Le Destroyer de Dan Bejar s’échoue sur les côtes françaises, et une fois n’est pas coutume, pas de pollution à l’horizon. Ce drôle d’oiseau canadien publie ici un sixième album à l’envergure étonnante, pour un groupe hélas peu connu en France.
Il s’agit donc de rubis. Et l’album en contient une sacrée flopée. A commencer par ce premier titre courage, "Rubies", longue chevauchée mêlant Rhodes et guitares acoustiques, électrique, phrasé en talk-over. A cheval entre l’hispagnolade et l’indie des New Pornographers que Dan Bejar connaît bien.
On parle ici de comptines urbaines, susurrées à l’oreille, dans le creux du tympan. Tel un Woody Guthrie ayant écouté Adam Green. Le folk se met à la page, et des titres comme "Your blood" frôle l’anti-folk (sans que l’on comprenne exactement ce que représente l’anti-folk) d’Herman Dune. La voix du Zim coincé dans la gorge, Dan Bejar semble prendre un malin plaisir à déblatérer ses histoires sur un mode ironique, barde du village mondial qui raconte ses stories sur fond d’orchestre du Titanic.
Et paradoxalement, la sauce prend facilement, alternant l’orchestre un brin pochard et le génialissime glam de Bowie, saupoudrant le tout de guitares aériennes, de piano en guimauve. Et d’une littérature folk qui s’écoute facilement, pour une fois accompagnée par de vraies mélodies qui feront oublier aux pourfendeurs du genre que le folk s’écoute souvent d’une oreille, l’autre s’étant barrée depuis longtemps sur les conversations auxiliaires.

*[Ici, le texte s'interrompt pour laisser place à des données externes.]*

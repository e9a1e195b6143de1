//! Entry Store Module
//!
//! Keyed map of cache entries with freshness-checked reads, plus an optional
//! size bound enforced through LRU eviction.

use std::collections::{BTreeMap, HashMap};
use std::sync::Arc;
use std::time::Duration;

use tracing::debug;

use crate::cache::lru::LruTracker;
use crate::cache::CacheEntry;
use crate::error::{CacheError, Result};

// == Entry Store ==
/// Holds cache entries. Unbounded unless `max_entries` is given.
#[derive(Debug, Default)]
pub struct EntryStore {
    /// Key-value storage
    entries: HashMap<String, CacheEntry>,
    /// Access order, maintained only when bounded
    lru: LruTracker,
    /// Optional capacity; `None` keeps every key until it expires
    max_entries: Option<usize>,
    /// Entries dropped to honor `max_entries`
    evictions: u64,
}

impl EntryStore {
    // == Constructors ==
    /// Creates an unbounded store. Entries leave only by expiry or deletion.
    pub fn new() -> Self {
        Self::default()
    }

    /// Creates a store that evicts the least recently used key once
    /// `max_entries` keys are held.
    pub fn with_capacity_limit(max_entries: usize) -> Self {
        Self {
            max_entries: Some(max_entries.max(1)),
            ..Self::default()
        }
    }

    // == Get ==
    /// Returns the value stored under `key` if it is fresh and of type `T`.
    ///
    /// A stale entry is removed and reported as absent.
    pub fn get<T>(&mut self, key: &str) -> Option<T>
    where
        T: Clone + 'static,
    {
        let entry = self.fresh_entry(key)?;
        let value = entry.value_as::<T>();
        if value.is_none() {
            debug!(key, "cached value has a different type than requested");
        }
        value
    }

    /// Returns the fresh entry for `key`, dropping it if it has expired.
    fn fresh_entry(&mut self, key: &str) -> Option<&CacheEntry> {
        let expired = self.entries.get(key)?.is_expired();
        if expired {
            self.entries.remove(key);
            self.lru.remove(key);
            return None;
        }

        if self.max_entries.is_some() {
            self.lru.touch(key);
        }
        self.entries.get(key)
    }

    // == Set ==
    /// Stores `value` under `key`, replacing any previous entry, expiring
    /// `ttl` from now.
    pub fn set<T>(&mut self, key: impl Into<String>, value: T, category: &str, ttl: Duration)
    where
        T: Send + Sync + 'static,
    {
        let key = key.into();

        if let Some(max_entries) = self.max_entries {
            if !self.entries.contains_key(&key) && self.entries.len() >= max_entries {
                self.evict_one();
            }
            self.lru.touch(&key);
        }

        self.entries.insert(key, CacheEntry::new(Arc::new(value), category, ttl));
    }

    fn evict_one(&mut self) {
        while let Some(oldest) = self.lru.evict_oldest() {
            if self.entries.remove(&oldest).is_some() {
                self.evictions += 1;
                debug!(key = %oldest, "evicted least recently used entry");
                return;
            }
        }
    }

    // == Delete ==
    /// Removes `key`. Fails with `NotFound` when nothing fresh was stored.
    pub fn delete(&mut self, key: &str) -> Result<()> {
        self.lru.remove(key);
        match self.entries.remove(key) {
            Some(entry) if !entry.is_expired() => Ok(()),
            _ => Err(CacheError::NotFound(key.to_string())),
        }
    }

    // == Clear ==
    /// Drops every entry, returning how many were held.
    pub fn clear(&mut self) -> usize {
        let count = self.entries.len();
        self.entries.clear();
        self.lru.clear();
        count
    }

    // == Cleanup Expired ==
    /// Removes all expired entries, returning the number removed.
    pub fn cleanup_expired(&mut self) -> usize {
        let expired_keys: Vec<String> = self
            .entries
            .iter()
            .filter(|(_, entry)| entry.is_expired())
            .map(|(key, _)| key.clone())
            .collect();

        for key in &expired_keys {
            self.entries.remove(key);
            self.lru.remove(key);
        }

        expired_keys.len()
    }

    // == Introspection ==
    /// Number of entries held, including stale ones not yet swept.
    pub fn len(&self) -> usize {
        self.entries.len()
    }

    pub fn is_empty(&self) -> bool {
        self.entries.is_empty()
    }

    pub fn evictions(&self) -> u64 {
        self.evictions
    }

    /// Fresh entry counts grouped by category.
    pub fn category_counts(&self) -> BTreeMap<String, usize> {
        let mut counts = BTreeMap::new();
        for entry in self.entries.values().filter(|e| !e.is_expired()) {
            *counts.entry(entry.category.clone()).or_insert(0) += 1;
        }
        counts
    }
}

// == Unit Tests ==
#[cfg(test)]
mod tests {
    use super::*;
    use serde_json::{json, Value};

    const MINUTE: Duration = Duration::from_secs(60);

    #[test]
    fn test_store_new() {
        let store = EntryStore::new();
        assert!(store.is_empty());
        assert_eq!(store.evictions(), 0);
    }

    #[test]
    fn test_set_and_get() {
        let mut store = EntryStore::new();
        store.set("user:complete:42", json!({"id": 42}), "users", MINUTE);

        assert_eq!(store.get::<Value>("user:complete:42"), Some(json!({"id": 42})));
        assert_eq!(store.len(), 1);
    }

    #[test]
    fn test_get_missing() {
        let mut store = EntryStore::new();
        assert_eq!(store.get::<Value>("nope"), None);
    }

    #[test]
    fn test_get_wrong_type_reads_absent() {
        let mut store = EntryStore::new();
        store.set("count", 5u64, "stats", MINUTE);

        assert_eq!(store.get::<String>("count"), None);
        assert_eq!(store.get::<u64>("count"), Some(5));
    }

    #[test]
    fn test_overwrite_last_write_wins() {
        let mut store = EntryStore::new();
        store.set("p:1", json!({"price": 10}), "products", MINUTE);
        store.set("p:1", json!({"price": 12}), "pricing", MINUTE);

        assert_eq!(store.get::<Value>("p:1"), Some(json!({"price": 12})));
        assert_eq!(store.len(), 1);
        assert_eq!(store.category_counts().get("pricing"), Some(&1));
        assert_eq!(store.category_counts().get("products"), None);
    }

    #[tokio::test(start_paused = true)]
    async fn test_product_price_expires_after_ttl() {
        let mut store = EntryStore::new();
        store.set("p:1", json!({"price": 10}), "products", Duration::from_millis(60_000));

        assert_eq!(store.get::<Value>("p:1"), Some(json!({"price": 10})));

        tokio::time::advance(Duration::from_millis(60_001)).await;

        assert_eq!(store.get::<Value>("p:1"), None);
        assert!(store.is_empty(), "stale entry is dropped on read");
    }

    #[test]
    fn test_delete() {
        let mut store = EntryStore::new();
        store.set("k", 1u8, "misc", MINUTE);

        store.delete("k").unwrap();
        assert!(store.is_empty());
        assert!(matches!(store.delete("k"), Err(CacheError::NotFound(_))));
    }

    #[test]
    fn test_clear() {
        let mut store = EntryStore::new();
        store.set("a", 1u8, "misc", MINUTE);
        store.set("b", 2u8, "misc", MINUTE);

        assert_eq!(store.clear(), 2);
        assert!(store.is_empty());
    }

    #[tokio::test(start_paused = true)]
    async fn test_cleanup_expired() {
        let mut store = EntryStore::new();
        store.set("short", 1u8, "misc", Duration::from_secs(1));
        store.set("long", 2u8, "misc", Duration::from_secs(10));

        tokio::time::advance(Duration::from_millis(1_100)).await;

        assert_eq!(store.cleanup_expired(), 1);
        assert_eq!(store.len(), 1);
        assert_eq!(store.get::<u8>("long"), Some(2));
    }

    #[test]
    fn test_bounded_store_evicts_least_recently_used() {
        let mut store = EntryStore::with_capacity_limit(3);
        store.set("a", 1u8, "misc", MINUTE);
        store.set("b", 2u8, "misc", MINUTE);
        store.set("c", 3u8, "misc", MINUTE);

        // Reading "a" makes "b" the eviction candidate.
        assert_eq!(store.get::<u8>("a"), Some(1));
        store.set("d", 4u8, "misc", MINUTE);

        assert_eq!(store.len(), 3);
        assert_eq!(store.evictions(), 1);
        assert_eq!(store.get::<u8>("b"), None);
        assert_eq!(store.get::<u8>("a"), Some(1));
        assert_eq!(store.get::<u8>("d"), Some(4));
    }

    #[test]
    fn test_bounded_store_overwrite_does_not_evict() {
        let mut store = EntryStore::with_capacity_limit(2);
        store.set("a", 1u8, "misc", MINUTE);
        store.set("b", 2u8, "misc", MINUTE);
        store.set("a", 9u8, "misc", MINUTE);

        assert_eq!(store.evictions(), 0);
        assert_eq!(store.get::<u8>("a"), Some(9));
        assert_eq!(store.get::<u8>("b"), Some(2));
    }

    #[test]
    fn test_unbounded_store_never_evicts() {
        let mut store = EntryStore::new();
        for i in 0..5_000 {
            store.set(format!("massive:item:{}", i), i, "generic", MINUTE);
        }
        assert_eq!(store.len(), 5_000);
        assert_eq!(store.evictions(), 0);
    }

    #[test]
    fn test_category_counts() {
        let mut store = EntryStore::new();
        store.set("user:profile:1", 1u8, "users", MINUTE);
        store.set("user:profile:2", 2u8, "users", MINUTE);
        store.set("product:data:1", 3u8, "products", MINUTE);

        let counts = store.category_counts();
        assert_eq!(counts.get("users"), Some(&2));
        assert_eq!(counts.get("products"), Some(&1));
    }
}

Ambiance piano bar nicotinée sur "Painter in your pocket", le bateau tangue et subit les roulis, le Destroyer tient bon, jouera sa mélodie jusqu’au naufrage, gagne ses galons de navire bien plaisant. Si la voix de Bejar ne peut laisser insensible, elle peut néanmoins s’avérer agaçante sur le long terme, à hésiter parfois un peu lourdement entre le salé et le sucré.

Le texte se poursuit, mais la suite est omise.